By going beyond the “who” and into the “how and why,” Consumer Connect allows brands to take the data and move more quickly into informed activation strategies.

“The value to the pork supply chain can’t be overstated,” Hafer noted. “These insights allow the industry to focus on our most important consumers and help craft better-informed strategies that create actionable consumer pull-through strategies that packers, retailers, and food service partners can fund confidently.

To date, NPB’s market growth team has held more than 50 meetings with C-suite-level individuals of supply chain partners of every type and size to showcase the Consumer Connect playbook. The strategies outlined in the playbook identify how supply chain stakeholders can implement this research into their own branding and marketing.

“Helping decision-makers understand where and how to impact their brands and businesses was at the core of the work, and why we invested so heavily,” Hafer said. “This work has brought key investments, initiatives, and progress in areas like sustainability, nutrition, and demand together in a way that hasn’t been possible before now.”

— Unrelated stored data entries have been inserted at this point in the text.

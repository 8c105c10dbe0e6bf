// ==========================================
// 定制制造扩展 - 设备故障汇总报表
// ==========================================
// 口径: 未取消作业卡中登记了故障类型的记录，
//       按 (工作站, 故障类型) 计数
// ==========================================

use crate::config::config_manager::DEFAULT_BREAKDOWN_CHART_TOP_N;
use crate::config::config_reader::LedgerConfigReader;
use crate::i18n::{t, t_with_args};
use crate::report::{
    AxisTitle, BarOptions, ChartData, ChartDataset, ChartPayload, ReportColumn, ReportFilters,
    ReportOutput, SummaryCard,
};
use crate::repository::error::RepositoryResult;
use crate::repository::report_repo::{BreakdownRow, ReportRepository};
use serde_json::json;
use std::collections::{BTreeSet, HashMap};
use std::sync::Arc;
use tracing::{instrument, warn};

const CHART_COLOR: &str = "#FF6B6B";

pub struct BreakdownSummaryReport {
    report_repo: Arc<ReportRepository>,
    config: Arc<dyn LedgerConfigReader + Send + Sync>,
}

impl BreakdownSummaryReport {
    pub fn new(
        report_repo: Arc<ReportRepository>,
        config: Arc<dyn LedgerConfigReader + Send + Sync>,
    ) -> Self {
        Self { report_repo, config }
    }

    pub fn columns() -> Vec<ReportColumn> {
        vec![
            ReportColumn::link(t("report.column.workstation"), "workstation", "Workstation", 200),
            ReportColumn::link(
                t("report.column.breakdown_type"),
                "breakdown_type",
                "Breakdown Type",
                200,
            ),
            ReportColumn::new(t("report.column.breakdown_count"), "breakdown_count", "Int", 140),
        ]
    }

    /// 车间过滤不适用于本报表
    #[instrument(skip(self))]
    pub fn execute(&self, filters: &ReportFilters) -> RepositoryResult<ReportOutput> {
        let rows = self
            .report_repo
            .fetch_breakdown_counts(filters.from_date, filters.to_date)?;

        let data = rows
            .iter()
            .map(|r| {
                json!({
                    "workstation": r.workstation,
                    "breakdown_type": r.breakdown_type,
                    "breakdown_count": r.breakdown_count,
                })
            })
            .collect();

        Ok(ReportOutput {
            columns: Self::columns(),
            data,
            summary: build_summary(&rows),
            chart: build_chart(&rows, self.top_n()),
        })
    }

    fn top_n(&self) -> usize {
        match self.config.get_breakdown_chart_top_n() {
            Ok(n) => n,
            Err(e) => {
                warn!(error = %e, "读取图表数量配置失败，使用默认值");
                DEFAULT_BREAKDOWN_CHART_TOP_N
            }
        }
    }
}

/// 汇总卡片（无数据时为 None）
pub fn build_summary(rows: &[BreakdownRow]) -> Option<Vec<SummaryCard>> {
    if rows.is_empty() {
        return None;
    }

    let total: i64 = rows.iter().map(|r| r.breakdown_count).sum();
    let machines: BTreeSet<&str> = rows.iter().map(|r| r.workstation.as_str()).collect();
    let types: BTreeSet<&str> = rows.iter().map(|r| r.breakdown_type.as_str()).collect();

    Some(vec![
        SummaryCard {
            value: json!(total),
            label: t("report.summary.total_breakdowns"),
            indicator: if total != 0 { "Red" } else { "Green" }.to_string(),
        },
        SummaryCard {
            value: json!(machines.len()),
            label: t("report.summary.machines_impacted"),
            indicator: "Blue".to_string(),
        },
        SummaryCard {
            value: json!(types.len()),
            label: t("report.summary.breakdown_types"),
            indicator: "Green".to_string(),
        },
    ])
}

/// 柱状图：故障次数最多的前 N 台设备
pub fn build_chart(rows: &[BreakdownRow], top_n: usize) -> Option<ChartData> {
    if rows.is_empty() {
        return None;
    }

    let mut by_machine: Vec<(String, i64)> = Vec::new();
    let mut index: HashMap<&str, usize> = HashMap::new();
    for row in rows {
        match index.get(row.workstation.as_str()) {
            Some(&i) => by_machine[i].1 += row.breakdown_count,
            None => {
                index.insert(row.workstation.as_str(), by_machine.len());
                by_machine.push((row.workstation.clone(), row.breakdown_count));
            }
        }
    }

    let machine_count = by_machine.len();
    let overall: i64 = rows.iter().map(|r| r.breakdown_count).sum();

    // 稳定排序：次数相同保持工作站名称顺序
    by_machine.sort_by(|a, b| b.1.cmp(&a.1));
    by_machine.truncate(top_n);

    let mut dataset_name = t("report.chart.breakdowns");
    if machine_count > top_n {
        dataset_name.push_str(&t_with_args("report.chart.top_n", &[("n", &top_n.to_string())]));
    }

    Some(ChartData {
        data: ChartPayload {
            labels: by_machine.iter().map(|(name, _)| name.clone()).collect(),
            datasets: vec![ChartDataset {
                name: dataset_name,
                values: by_machine.iter().map(|(_, count)| *count).collect(),
            }],
        },
        chart_type: "bar".to_string(),
        colors: vec![CHART_COLOR.to_string()],
        bar_options: BarOptions { space_ratio: 0.4 },
        values_over_points: true,
        fieldtype: "Int".to_string(),
        y_axis: vec![AxisTitle {
            title: t("report.column.breakdown_count"),
        }],
        title: t_with_args("report.chart.title", &[("count", &overall.to_string())]),
    })
}

#[cfg(test)]
mod tests {
    use super::*;
    use crate::i18n::{set_locale, LOCALE_TEST_LOCK};

    fn row(ws: &str, kind: &str, count: i64) -> BreakdownRow {
        BreakdownRow {
            workstation: ws.to_string(),
            breakdown_type: kind.to_string(),
            breakdown_count: count,
        }
    }

    #[test]
    fn test_empty_rows_have_no_summary_or_chart() {
        assert!(build_summary(&[]).is_none());
        assert!(build_chart(&[], 10).is_none());
    }

    #[test]
    fn test_summary_cards() {
        let _guard = LOCALE_TEST_LOCK.lock().unwrap_or_else(|e| e.into_inner());
        set_locale("en");

        let rows = vec![row("WS-1", "Motor", 3), row("WS-1", "Belt", 1), row("WS-2", "Motor", 2)];
        let summary = build_summary(&rows).unwrap();

        assert_eq!(summary[0].value, json!(6));
        assert_eq!(summary[0].indicator, "Red");
        assert_eq!(summary[0].label, "Total Breakdowns");
        assert_eq!(summary[1].value, json!(2));
        assert_eq!(summary[1].indicator, "Blue");
        assert_eq!(summary[2].value, json!(2));
        assert_eq!(summary[2].indicator, "Green");
    }

    #[test]
    fn test_chart_top_n_note_and_title() {
        let _guard = LOCALE_TEST_LOCK.lock().unwrap_or_else(|e| e.into_inner());
        set_locale("en");

        let rows = vec![
            row("WS-1", "Motor", 1),
            row("WS-2", "Motor", 5),
            row("WS-3", "Belt", 2),
            row("WS-3", "Motor", 2),
        ];

        let chart = build_chart(&rows, 2).unwrap();
        assert_eq!(chart.data.labels, vec!["WS-2", "WS-3"]);
        assert_eq!(chart.data.datasets[0].values, vec![5, 4]);
        assert_eq!(chart.data.datasets[0].name, "Breakdowns (Top 2)");
        assert_eq!(chart.title, "Total Breakdowns: 10");
        assert_eq!(chart.colors, vec!["#FF6B6B"]);

        let chart = build_chart(&rows, 10).unwrap();
        assert_eq!(chart.data.datasets[0].name, "Breakdowns");
        assert_eq!(chart.data.labels.len(), 3);
    }
}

Hafer points to several examples of how supply chain partners have used the insights, including:

  • As a basis for brand and innovation research for brand development.
  • Implementing the consumer-typing tool for their own research and/or coding it into their own custom segmentation.
  • Positioning and selling branded products with segments as their priority targets.
  • Tiering brands and messaging
  • Reviewing current branded offerings, product innovation, and products in the pipeline through the lens of consumer needs and wants. 
  • Evolving trade promotion plans and evaluating the brands, products, and merchandising materials used throughout the shopper journey.
  • Ideating menus and new limited-time offers featuring fresh pork as an ingredient.
  • Tracking issues and understanding which segments need to be prioritized based on topics that could pose a risk to their confidence in pork.

“This is the best time in the past 40 years to reposition pork for the long term,” Fleming said. “We have generations that don’t have the affinity for pork like Boomers did. While that could be interpreted as a threat to our future success, we have a blank slate to engage younger Americans around what matters to them, build a brand they love, and share the flavors and versatility that are unique to pork.”